**RECORDED DATA**
________________________________________

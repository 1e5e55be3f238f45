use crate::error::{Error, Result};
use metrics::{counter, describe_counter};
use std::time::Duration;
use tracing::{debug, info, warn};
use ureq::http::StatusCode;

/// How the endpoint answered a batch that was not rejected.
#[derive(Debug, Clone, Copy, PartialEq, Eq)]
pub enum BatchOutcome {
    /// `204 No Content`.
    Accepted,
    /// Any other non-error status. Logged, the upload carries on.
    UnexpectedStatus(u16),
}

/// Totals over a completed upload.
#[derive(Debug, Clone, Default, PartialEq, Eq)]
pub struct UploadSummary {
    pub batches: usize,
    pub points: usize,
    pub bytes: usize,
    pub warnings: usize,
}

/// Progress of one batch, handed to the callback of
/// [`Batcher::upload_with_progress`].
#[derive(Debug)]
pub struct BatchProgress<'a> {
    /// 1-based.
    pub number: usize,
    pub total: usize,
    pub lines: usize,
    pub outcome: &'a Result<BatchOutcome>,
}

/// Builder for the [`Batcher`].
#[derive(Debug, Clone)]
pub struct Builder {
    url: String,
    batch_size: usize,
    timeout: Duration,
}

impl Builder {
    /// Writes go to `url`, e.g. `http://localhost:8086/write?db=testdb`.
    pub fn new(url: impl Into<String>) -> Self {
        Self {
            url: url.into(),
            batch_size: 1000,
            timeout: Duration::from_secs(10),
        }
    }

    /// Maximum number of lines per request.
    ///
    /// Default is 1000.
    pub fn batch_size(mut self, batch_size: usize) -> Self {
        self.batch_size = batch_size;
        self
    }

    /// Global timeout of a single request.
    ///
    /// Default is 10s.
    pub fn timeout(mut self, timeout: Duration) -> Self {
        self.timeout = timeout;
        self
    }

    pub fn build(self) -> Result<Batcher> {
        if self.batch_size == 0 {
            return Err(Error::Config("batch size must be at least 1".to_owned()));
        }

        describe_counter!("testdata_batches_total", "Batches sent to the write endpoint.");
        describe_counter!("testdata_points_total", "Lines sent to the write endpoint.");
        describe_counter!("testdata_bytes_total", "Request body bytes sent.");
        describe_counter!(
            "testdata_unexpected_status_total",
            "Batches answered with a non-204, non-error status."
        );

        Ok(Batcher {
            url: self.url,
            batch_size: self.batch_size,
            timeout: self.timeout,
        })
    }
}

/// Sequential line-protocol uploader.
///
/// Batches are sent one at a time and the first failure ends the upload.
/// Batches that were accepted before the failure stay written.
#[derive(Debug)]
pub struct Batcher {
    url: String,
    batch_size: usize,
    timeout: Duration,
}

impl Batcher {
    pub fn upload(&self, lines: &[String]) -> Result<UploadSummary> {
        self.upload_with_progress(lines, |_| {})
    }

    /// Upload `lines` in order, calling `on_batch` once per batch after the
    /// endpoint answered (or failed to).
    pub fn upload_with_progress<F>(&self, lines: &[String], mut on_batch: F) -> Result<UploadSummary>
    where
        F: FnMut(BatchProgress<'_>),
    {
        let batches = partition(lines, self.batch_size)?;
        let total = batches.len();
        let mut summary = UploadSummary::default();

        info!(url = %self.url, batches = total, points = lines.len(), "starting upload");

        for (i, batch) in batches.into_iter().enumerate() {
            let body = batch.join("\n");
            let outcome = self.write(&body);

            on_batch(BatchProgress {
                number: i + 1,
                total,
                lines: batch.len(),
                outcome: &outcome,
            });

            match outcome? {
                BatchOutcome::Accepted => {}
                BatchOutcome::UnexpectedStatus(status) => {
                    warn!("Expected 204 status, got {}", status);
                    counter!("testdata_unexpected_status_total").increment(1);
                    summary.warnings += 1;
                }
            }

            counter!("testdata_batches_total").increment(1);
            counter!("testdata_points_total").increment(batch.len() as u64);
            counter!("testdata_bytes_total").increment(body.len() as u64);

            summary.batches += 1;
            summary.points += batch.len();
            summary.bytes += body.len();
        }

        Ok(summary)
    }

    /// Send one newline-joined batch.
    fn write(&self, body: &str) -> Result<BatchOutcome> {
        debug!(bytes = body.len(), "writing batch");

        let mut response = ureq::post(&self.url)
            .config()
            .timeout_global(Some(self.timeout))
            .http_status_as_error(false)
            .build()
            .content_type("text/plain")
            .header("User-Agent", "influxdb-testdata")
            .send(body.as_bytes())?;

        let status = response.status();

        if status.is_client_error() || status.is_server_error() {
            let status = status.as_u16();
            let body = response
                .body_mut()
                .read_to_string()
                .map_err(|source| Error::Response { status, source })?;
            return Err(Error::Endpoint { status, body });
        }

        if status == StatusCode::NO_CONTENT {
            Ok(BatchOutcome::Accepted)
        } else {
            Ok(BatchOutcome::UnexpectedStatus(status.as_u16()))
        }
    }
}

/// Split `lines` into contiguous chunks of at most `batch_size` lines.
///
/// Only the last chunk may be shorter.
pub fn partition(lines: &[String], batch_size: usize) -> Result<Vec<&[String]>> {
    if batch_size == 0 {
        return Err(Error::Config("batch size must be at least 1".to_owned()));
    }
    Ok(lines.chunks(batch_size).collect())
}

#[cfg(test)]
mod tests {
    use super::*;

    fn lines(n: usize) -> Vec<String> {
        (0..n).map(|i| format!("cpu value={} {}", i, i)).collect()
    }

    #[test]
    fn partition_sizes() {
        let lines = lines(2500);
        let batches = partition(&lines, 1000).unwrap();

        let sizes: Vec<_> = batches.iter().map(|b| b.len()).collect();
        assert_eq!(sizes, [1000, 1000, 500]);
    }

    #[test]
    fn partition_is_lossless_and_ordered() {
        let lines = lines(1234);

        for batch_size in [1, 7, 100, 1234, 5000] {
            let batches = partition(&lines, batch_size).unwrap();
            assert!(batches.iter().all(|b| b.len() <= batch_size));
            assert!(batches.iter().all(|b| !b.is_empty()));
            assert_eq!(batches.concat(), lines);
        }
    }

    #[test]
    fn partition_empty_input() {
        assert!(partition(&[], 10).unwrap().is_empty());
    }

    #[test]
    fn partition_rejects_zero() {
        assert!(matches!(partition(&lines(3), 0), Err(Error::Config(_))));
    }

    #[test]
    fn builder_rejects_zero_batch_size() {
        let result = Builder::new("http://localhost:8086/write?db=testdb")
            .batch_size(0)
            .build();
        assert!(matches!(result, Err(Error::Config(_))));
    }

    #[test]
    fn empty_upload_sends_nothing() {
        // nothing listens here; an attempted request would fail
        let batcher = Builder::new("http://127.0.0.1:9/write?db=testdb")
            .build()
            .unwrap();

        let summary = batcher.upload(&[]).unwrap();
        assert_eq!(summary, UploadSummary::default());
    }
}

________________________________________

**AIM OF THE TASK**
Without any change, reproduce the listing above in full.

**WRITTEN ANSWER**
repository 1e5e55be3f238f45
use crate::error::{Error, Result};
use metrics::{counter, describe_counter};
use std::time::Duration;
use tracing::{debug, info, warn};
use ureq::http::StatusCode;

/// How the endpoint answered a batch that was not rejected.
#[derive(Debug, Clone, Copy, PartialEq, Eq)]
pub enum BatchOutcome {
    /// `204 No Content`.
    Accepted,
    /// Any other non-error status. Logged, the upload carries on.
    UnexpectedStatus(u16),
}

/// Totals over a completed upload.
#[derive(Debug, Clone, Default, PartialEq, Eq)]
pub struct UploadSummary {
    pub batches: usize,
    pub points: usize,
    pub bytes: usize,
    pub warnings: usize,
}

/// Progress of one batch, handed to the callback of
/// [`Batcher::upload_with_progress`].
#[derive(Debug)]
pub struct BatchProgress<'a> {
    /// 1-based.
    pub number: usize,
    pub total: usize,
    pub lines: usize,
    pub outcome: &'a Result<BatchOutcome>,
}

/// Builder for the [`Batcher`].
#[derive(Debug, Clone)]
pub struct Builder {
    url: String,
    batch_size: usize,
    timeout: Duration,
}

impl Builder {
    /// Writes go to `url`, e.g. `http://localhost:8086/write?db=testdb`.
    pub fn new(url: impl Into<String>) -> Self {
        Self {
            url: url.into(),
            batch_size: 1000,
            timeout: Duration::from_secs(10),
        }
    }

    /// Maximum number of lines per request.
    ///
    /// Default is 1000.
    pub fn batch_size(mut self, batch_size: usize) -> Self {
        self.batch_size = batch_size;
        self
    }

    /// Global timeout of a single request.
    ///
    /// Default is 10s.
    pub fn timeout(mut self, timeout: Duration) -> Self {
        self.timeout = timeout;
        self
    }

    pub fn build(self) -> Result<Batcher> {
        if self.batch_size == 0 {
            return Err(Error::Config("batch size must be at least 1".to_owned()));
        }

        describe_counter!("testdata_batches_total", "Batches sent to the write endpoint.");
        describe_counter!("testdata_points_total", "Lines sent to the write endpoint.");
        describe_counter!("testdata_bytes_total", "Request body bytes sent.");
        describe_counter!(
            "testdata_unexpected_status_total",
            "Batches answered with a non-204, non-error status."
        );

        Ok(Batcher {
            url: self.url,
            batch_size: self.batch_size,
            timeout: self.timeout,
        })
    }
}

/// Sequential line-protocol uploader.
///
/// Batches are sent one at a time and the first failure ends the upload.
/// Batches that were accepted before the failure stay written.
#[derive(Debug)]
pub struct Batcher {
    url: String,
    batch_size: usize,
    timeout: Duration,
}

impl Batcher {
    pub fn upload(&self, lines: &[String]) -> Result<UploadSummary> {
        self.upload_with_progress(lines, |_| {})
    }

    /// Upload `lines` in order, calling `on_batch` once per batch after the
    /// endpoint answered (or failed to).
    pub fn upload_with_progress<F>(&self, lines: &[String], mut on_batch: F) -> Result<UploadSummary>
    where
        F: FnMut(BatchProgress<'_>),
    {
        let batches = partition(lines, self.batch_size)?;
        let total = batches.len();
        let mut summary = UploadSummary::default();

        info!(url = %self.url, batches = total, points = lines.len(), "starting upload");

        for (i, batch) in batches.into_iter().enumerate() {
            let body = batch.join("\n");
            let outcome = self.write(&body);

            on_batch(BatchProgress {
                number: i + 1,
                total,
                lines: batch.len(),
                outcome: &outcome,
            });

            match outcome? {
                BatchOutcome::Accepted => {}
                BatchOutcome::UnexpectedStatus(status) => {
                    warn!("Expected 204 status, got {}", status);
                    counter!("testdata_unexpected_status_total").increment(1);
                    summary.warnings += 1;
                }
            }

            counter!("testdata_batches_total").increment(1);
            counter!("testdata_points_total").increment(batch.len() as u64);
            counter!("testdata_bytes_total").increment(body.len() as u64);

            summary.batches += 1;
            summary.points += batch.len();
            summary.bytes += body.len();
        }

        Ok(summary)
    }

    /// Send one newline-joined batch.
    fn write(&self, body: &str) -> Result<BatchOutcome> {
        debug!(bytes = body.len(), "writing batch");

        let mut response = ureq::post(&self.url)
            .config()
            .timeout_global(Some(self.timeout))
            .http_status_as_error(false)
            .build()
            .content_type("text/plain")
            .header("User-Agent", "influxdb-testdata")
            .send(body.as_bytes())?;

        let status = response.status();

        if status.is_client_error() || status.is_server_error() {
            let status = status.as_u16();
            let body = response
                .body_mut()
                .read_to_string()
                .map_err(|source| Error::Response { status, source })?;
            return Err(Error::Endpoint { status, body });
        }

        if status == StatusCode::NO_CONTENT {
            Ok(BatchOutcome::Accepted)
        } else {
            Ok(BatchOutcome::UnexpectedStatus(status.as_u16()))
        }
    }
}

/// Split `lines` into contiguous chunks of at most `batch_size` lines.
///
/// Only the last chunk may be shorter.
pub fn partition(lines: &[String], batch_size: usize) -> Result<Vec<&[String]>> {
    if batch_size == 0 {
        return Err(Error::Config("batch size must be at least 1".to_owned()));
    }
    Ok(lines.chunks(batch_size).collect())
}

#[cfg(test)]
mod tests {
    use super::*;

    fn lines(n: usize) -> Vec<String> {
        (0..n).map(|i| format!("cpu value={} {}", i, i)).collect()
    }

    #[test]
    fn partition_sizes() {
        let lines = lines(2500);
        let batches = partition(&lines, 1000).unwrap();

        let sizes: Vec<_> = batches.iter().map(|b| b.len()).collect();
        assert_eq!(sizes, [1000, 1000, 500]);
    }

    #[test]
    fn partition_is_lossless_and_ordered() {
        let lines = lines(1234);

        for batch_size in [1, 7, 100, 1234, 5000] {
            let batches = partition(&lines, batch_size).unwrap();
            assert!(batches.iter().all(|b| b.len() <= batch_size));
            assert!(batches.iter().all(|b| !b.is_empty()));
            assert_eq!(batches.concat(), lines);
        }
    }

    #[test]
    fn partition_empty_input() {
        assert!(partition(&[], 10).unwrap().is_empty());
    }

    #[test]
    fn partition_rejects_zero() {
        assert!(matches!(partition(&lines(3), 0), Err(Error::Config(_))));
    }

    #[test]
    fn builder_rejects_zero_batch_size() {
        let result = Builder::new("http://localhost:8086/write?db=testdb")
            .batch_size(0)
            .build();
        assert!(matches!(result, Err(Error::Config(_))));
    }

    #[test]
    fn empty_upload_sends_nothing() {
        // nothing listens here; an attempted request would fail
        let batcher = Builder::new("http://127.0.0.1:9/write?db=testdb")
            .build()
            .unwrap();

        let summary = batcher.upload(&[]).unwrap();
        assert_eq!(summary, UploadSummary::default());
    }
}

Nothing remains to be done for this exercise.